The How and Why of Our Changing Seasons
The Earth's position in its orbit relative to the sun determines when the seasons change.
The Earth’s position in its orbit relative to the sun determines when the seasons change.
Most people are aware that spring begins in March, summer in late June, fall in late September, and Winter in late December. The actual date may vary from year to year by a day or two. For instance, last year fall began on September 21st. This year, 2023, fall began on September 23rd. Why the difference in dates? And why these dates in particular?
It has to do with the Earth’s position in its orbit around the sun. The Earth’s orbit is almost, but not quite, circular. The variation results in a slight ellipse. A perfect circle would have an eccentricity of 0. The earth’s orbit has an eccentricity of 0.0167, close to but not quite a circle. This means the Earth’s distance from the sun varies depending on where it is in its orbit. The Earth’s closest approach to the sun is called perihelion and its farthest position is called aphelion. The Earth's distance from the sun averages 93 million miles but ranges from 91.4 million miles at perihelion to 94.5 million miles at aphelion.

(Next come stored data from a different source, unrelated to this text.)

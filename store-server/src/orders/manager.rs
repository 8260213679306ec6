//! OrderManager - Basket-to-order aggregation and the status workflow
//!
//! # Checkout Flow
//!
//! ```text
//! create_order(request)
//!     ├─ 1. Validate input (email, ids)
//!     ├─ 2. Load basket          → absent/empty: declined (None)
//!     ├─ 3. Re-price items from the catalog (vanished products dropped)
//!     ├─ 4. Load delivery method → absent: declined (None)
//!     ├─ 5. Compute subtotal/total (fixed here, never recomputed)
//!     ├─ 6. Persist Payment record (carries the basket's intent id)
//!     ├─ 7. Persist Order (status = Pending)
//!     ├─ 8. Delete basket (checkout consumes it)
//!     └─ 9. Project to OrderDetail
//! ```
//!
//! Steps 6–8 are independent sequential writes with no rollback; a crash in
//! between leaves an orphaned payment record or a surviving basket. That
//! window is an accepted consistency gap of the design.

use std::sync::Arc;

use chrono::Utc;
use rust_decimal::Decimal;
use serde::Deserialize;
use validator::Validate;

use crate::db::models::{
    DeliveryMethod, Order, OrderDetail, OrderItem, OrderStatus, Payment,
};
use crate::db::repository::{
    BasketStore, DeliveryMethodStore, OrderStore, PaymentStore, ProductStore,
};
use crate::notify::Notifier;
use crate::orders::money;
use crate::utils::{AppError, AppResult};

/// Order placement input
#[derive(Debug, Clone, Deserialize, Validate)]
pub struct PlaceOrder {
    #[validate(email)]
    pub buyer_email: String,
    #[validate(length(min = 1))]
    pub delivery_method_id: String,
    #[validate(length(min = 1))]
    pub basket_id: String,
}

/// Order aggregation, queries and the status workflow
pub struct OrderManager {
    products: Arc<dyn ProductStore>,
    delivery_methods: Arc<dyn DeliveryMethodStore>,
    orders: Arc<dyn OrderStore>,
    payments: Arc<dyn PaymentStore>,
    baskets: Arc<dyn BasketStore>,
    notifier: Arc<dyn Notifier>,
    currency: String,
}

impl std::fmt::Debug for OrderManager {
    fn fmt(&self, f: &mut std::fmt::Formatter<'_>) -> std::fmt::Result {
        f.debug_struct("OrderManager")
            .field("currency", &self.currency)
            .finish()
    }
}
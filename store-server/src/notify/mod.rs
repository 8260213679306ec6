//! Notification Module
//!
//! Buyer notifications are fire-and-forget from the caller's perspective: a
//! failed send is logged by the caller and never affects the outcome of the
//! operation that triggered it.

use async_trait::async_trait;
use std::sync::Mutex;
use std::sync::atomic::{AtomicBool, Ordering};
use thiserror::Error;

/// Notification errors
#[derive(Debug, Error)]
pub enum NotifyError {
    #[error("Send failed: {0}")]
    Send(String),
}

/// Notification sender
#[async_trait]
pub trait Notifier: Send + Sync {
    async fn send(&self, to_email: &str, subject: &str, body: &str) -> Result<(), NotifyError>;
}

// =============================================================================
// Log Notifier
// =============================================================================

/// Default sender: records the notification in the log stream. The actual
/// mail transport is provisioned outside this core.
#[derive(Debug, Clone, Default)]
pub struct LogNotifier;

impl LogNotifier {
    pub fn new() -> Self {
        Self
    }
}

#[async_trait]
impl Notifier for LogNotifier {
    async fn send(&self, to_email: &str, subject: &str, body: &str) -> Result<(), NotifyError> {
        tracing::info!(
            to = %to_email,
            subject = %subject,
            body = %body,
            "Buyer notification dispatched"
        );
        Ok(())
    }
}

// =============================================================================
// Memory Notifier
// =============================================================================

/// A captured notification
#[derive(Debug, Clone)]
pub struct SentNotification {
    pub to: String,
    pub subject: String,
    pub body: String,
}

/// Recording sender with failure injection, for tests
#[derive(Debug, Default)]
pub struct MemoryNotifier {
    sent: Mutex<Vec<SentNotification>>,
    failing: AtomicBool,
}

impl MemoryNotifier {
    pub fn new() -> Self {
        Self::default()
    }

    /// Make every subsequent send fail
    pub fn set_failing(&self, failing: bool) {
        self.failing.store(failing, Ordering::SeqCst);
    }

    /// Everything sent so far
    pub fn sent(&self) -> Vec<SentNotification> {
        self.sent.lock().expect("notifier mutex poisoned").clone()
    }
}

#[async_trait]
impl Notifier for MemoryNotifier {
    async fn send(&self, to_email: &str, subject: &str, body: &str) -> Result<(), NotifyError> {
        if self.failing.load(Ordering::SeqCst) {
            return Err(NotifyError::Send("mail transport unavailable".to_string()));
        }
        self.sent
            .lock()
            .expect("notifier mutex poisoned")
            .push(SentNotification {
                to: to_email.to_string(),
                subject: subject.to_string(),
                body: body.to_string(),
            });
        Ok(())
    }
}
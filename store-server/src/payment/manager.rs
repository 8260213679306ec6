//! Payment Reconciliation
//!
//! Keeps a basket's remote payment intent in sync with what the basket would
//! actually cost right now: items are re-priced from the catalog, shipping
//! is resolved from the selected delivery method, and the intent amount is
//! created or updated to match before the client confirms the charge.

use std::sync::Arc;

use crate::db::models::CustomerBasket;
use crate::db::repository::{BasketStore, DeliveryMethodStore, ProductStore};
use crate::orders::money;
use crate::payment::gateway::{GatewayError, PaymentGateway};
use crate::utils::{AppError, AppResult};

/// Reconciles basket contents with the remote payment intent
pub struct PaymentManager {
    baskets: Arc<dyn BasketStore>,
    products: Arc<dyn ProductStore>,
    delivery_methods: Arc<dyn DeliveryMethodStore>,
    gateway: Arc<dyn PaymentGateway>,
    currency: String,
}

impl std::fmt::Debug for PaymentManager {
    fn fmt(&self, f: &mut std::fmt::Formatter<'_>) -> std::fmt::Result {
        f.debug_struct("PaymentManager")
            .field("currency", &self.currency)
            .finish()
    }
}

impl PaymentManager {
    pub fn new(
        baskets: Arc<dyn BasketStore>,
        products: Arc<dyn ProductStore>,
        delivery_methods: Arc<dyn DeliveryMethodStore>,
        gateway: Arc<dyn PaymentGateway>,
        currency: impl Into<String>,
    ) -> Self {
        Self {
            baskets,
            products,
            delivery_methods,
            gateway,
            currency: currency.into(),
        }
    }

    /// Re-price the basket and create or update its remote payment intent.
    ///
    /// This is the only code path allowed to mutate basket item prices; every
    /// other path treats them as read-only snapshots. Returns the persisted
    /// basket, carrying the (possibly replaced) intent id and client secret.
    pub async fn sync_intent(&self, basket_id: &str) -> AppResult<CustomerBasket> {
        let Some(mut basket) = self.baskets.get(basket_id).await? else {
            return Err(AppError::not_found(format!("Basket {} not found", basket_id)));
        };

        // Shipping price: 0 when no method is selected or the reference has
        // gone stale
        let shipping_price = match &basket.delivery_method_id {
            Some(id) => self
                .delivery_methods
                .get_by_id(id)
                .await?
                .map(|m| m.price)
                .unwrap_or(0.0),
            None => 0.0,
        };

        // Drift correction: the catalog price always wins. Items whose
        // product no longer resolves keep their cached price here; order
        // aggregation is where they get dropped.
        for item in &mut basket.items {
            if let Some(product) = self.products.get_by_id(&item.product_id).await? {
                if item.price != product.price {
                    tracing::debug!(
                        product_id = %item.product_id,
                        cached = item.price,
                        catalog = product.price,
                        "Correcting basket item price drift"
                    );
                    item.price = product.price;
                }
            }
        }

        let items_total = basket
            .items
            .iter()
            .map(|i| money::line_total(i.price, i.quantity))
            .sum::<rust_decimal::Decimal>();
        let amount = money::amount_minor_units(items_total + money::to_decimal(shipping_price));

        match basket.payment_intent_id.clone() {
            None => {
                let intent = self
                    .gateway
                    .create_intent(amount, &self.currency)
                    .await
                    .map_err(|e| AppError::gateway(e.to_string()))?;
                tracing::info!(basket_id = %basket.id, intent_id = %intent.intent_id, amount, "Payment intent created for basket");
                basket.payment_intent_id = Some(intent.intent_id);
                basket.client_secret = Some(intent.client_secret);
            }
            Some(intent_id) => match self.gateway.update_intent_amount(&intent_id, amount).await {
                Ok(()) => {}
                Err(GatewayError::IntentNotFound(_)) => {
                    // The remote intent expired upstream; replace it with a
                    // fresh one for the same amount
                    tracing::warn!(
                        basket_id = %basket.id,
                        intent_id = %intent_id,
                        "Stored payment intent no longer exists upstream, creating a replacement"
                    );
                    let intent = self
                        .gateway
                        .create_intent(amount, &self.currency)
                        .await
                        .map_err(|e| AppError::gateway(e.to_string()))?;
                    basket.payment_intent_id = Some(intent.intent_id);
                    basket.client_secret = Some(intent.client_secret);
                }
                Err(e) => return Err(AppError::gateway(e.to_string())),
            },
        }

        self.baskets.put(&basket).await?;
        Ok(basket)
    }
}
//! Order Repository

use super::{BaseRepository, OrderStore, RepoError, RepoResult, record_key};
use crate::db::models::{Order, OrderStatus};
use async_trait::async_trait;
use surrealdb::{RecordId, Surreal};
use surrealdb::engine::local::Db;

// "order" clashes with the ORDER BY keyword, so the table is plural
const ORDER_TABLE: &str = "orders";

#[derive(Clone)]
pub struct OrderRepository {
    base: BaseRepository,
}

impl OrderRepository {
    pub fn new(db: Surreal<Db>) -> Self {
        Self {
            base: BaseRepository::new(db),
        }
    }

    fn record_id(id: &str) -> RecordId {
        RecordId::from_table_key(ORDER_TABLE, record_key(ORDER_TABLE, id))
    }
}

#[async_trait]
impl OrderStore for OrderRepository {
    async fn get_by_id(&self, id: &str) -> RepoResult<Option<Order>> {
        let key = record_key(ORDER_TABLE, id);
        let order: Option<Order> = self.base.db().select((ORDER_TABLE, key)).await?;
        Ok(order)
    }

    async fn find_for_buyer(&self, id: &str, buyer_email: &str) -> RepoResult<Option<Order>> {
        let orders: Vec<Order> = self
            .base
            .db()
            .query("SELECT * FROM orders WHERE id = $id AND buyer_email = $email")
            .bind(("id", Self::record_id(id)))
            .bind(("email", buyer_email.to_string()))
            .await?
            .take(0)?;
        Ok(orders.into_iter().next())
    }

    async fn find_all_for_buyer(&self, buyer_email: &str) -> RepoResult<Vec<Order>> {
        let orders: Vec<Order> = self
            .base
            .db()
            .query("SELECT * FROM orders WHERE buyer_email = $email ORDER BY order_date DESC")
            .bind(("email", buyer_email.to_string()))
            .await?
            .take(0)?;
        Ok(orders)
    }

    async fn add(&self, order: Order) -> RepoResult<Order> {
        let created: Option<Order> = self.base.db().create(ORDER_TABLE).content(order).await?;
        created.ok_or_else(|| RepoError::Database("Failed to create order".to_string()))
    }

    async fn set_status(&self, id: &str, status: OrderStatus) -> RepoResult<bool> {
        let updated: Vec<Order> = self
            .base
            .db()
            .query("UPDATE $rec SET status = $status RETURN AFTER")
            .bind(("rec", Self::record_id(id)))
            .bind(("status", status.as_str().to_string()))
            .await?
            .take(0)?;
        Ok(!updated.is_empty())
    }
}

The Earth's axis is also tilted 23.5 degrees, so for most of the year either the northern or southern hemisphere receives more direct sunshine. On two dates, however, in September and March, the Earth's position in its orbit places it "sideways" to the sun relative to the axial tilt, resulting in both hemispheres receiving the same amount of sunlight simultaneously, as shown in the National Weather Service diagram below (Fig. 2).
Equinoxes and Solstices: What’s the Difference?
Equinoxes occur when the Earth’s position in its orbit is such that its axis is pointed neither towards nor away from the sun. Solstices occur when the earth’s axis is tilted directly toward or away from the sun (Fig. 2). On the Equinox, the length of the day in both the northern and southern hemispheres is the same.
The beginning of fall is the Autumnal Equinox and occurs on September 22nd or 23rd. The spring, or Vernal Equinox, occurs March 20th or 21st. Why the variation from year to year? The Earth's orbital period is not an exact 365 days. It's more like 365 days and six hours. This variation can cause the equinox to vary by one to three days and eventually cause the calendar to drift out of alignment with the astronomical calendar. To avoid this, an extra day is added every fourth year in February, the leap year.
Summer and winter are marked by solstices, which are the farthest points north or south of the equator where the Sun is directly overhead due to the tilt of the Earth’s axis. These two points are marked by the Tropic of Cancer, 23°27’ north of the Equator, and the Tropic of Capricorn, 23°27’ south of the Equator (Figure 3).
In the northern hemisphere, the Summer Solstice occurs when the sun is directly overhead at the Tropic of Cancer and is the longest daylight of the year. In the southern hemisphere, the daylight is the shortest of the year. After that day, the sun begins its retreat southward as the earth moves about the sun. The Summer Solstice in the northern hemisphere is the southern hemisphere’s Winter Solstice (Figure 4).
The beginning of winter is marked by the Earth’s position in its orbit where the axis is tilted away from the sun and the sun is directly overhead at the Tropic of Capricorn. This marks the shortest amount of daylight of the year in the northern hemisphere and the longest amount in the southern hemisphere. The Winter Solstice in the northern hemisphere is the southern hemisphere’s Summer Solstice (Figure 5).
Referring back to Figure 3, above, you’ll notice that the entire United States is above the Tropic of Cancer. While the sun will get high in the sky in summer, it will never be directly overhead at any point in the US. The Florida Keys come the closest. Keep in mind that the Earth’s axis is always pointed toward the North Star. Any change in the Earth’s axis relative to the Sun is solely a function of its ever-changing position within its orbit.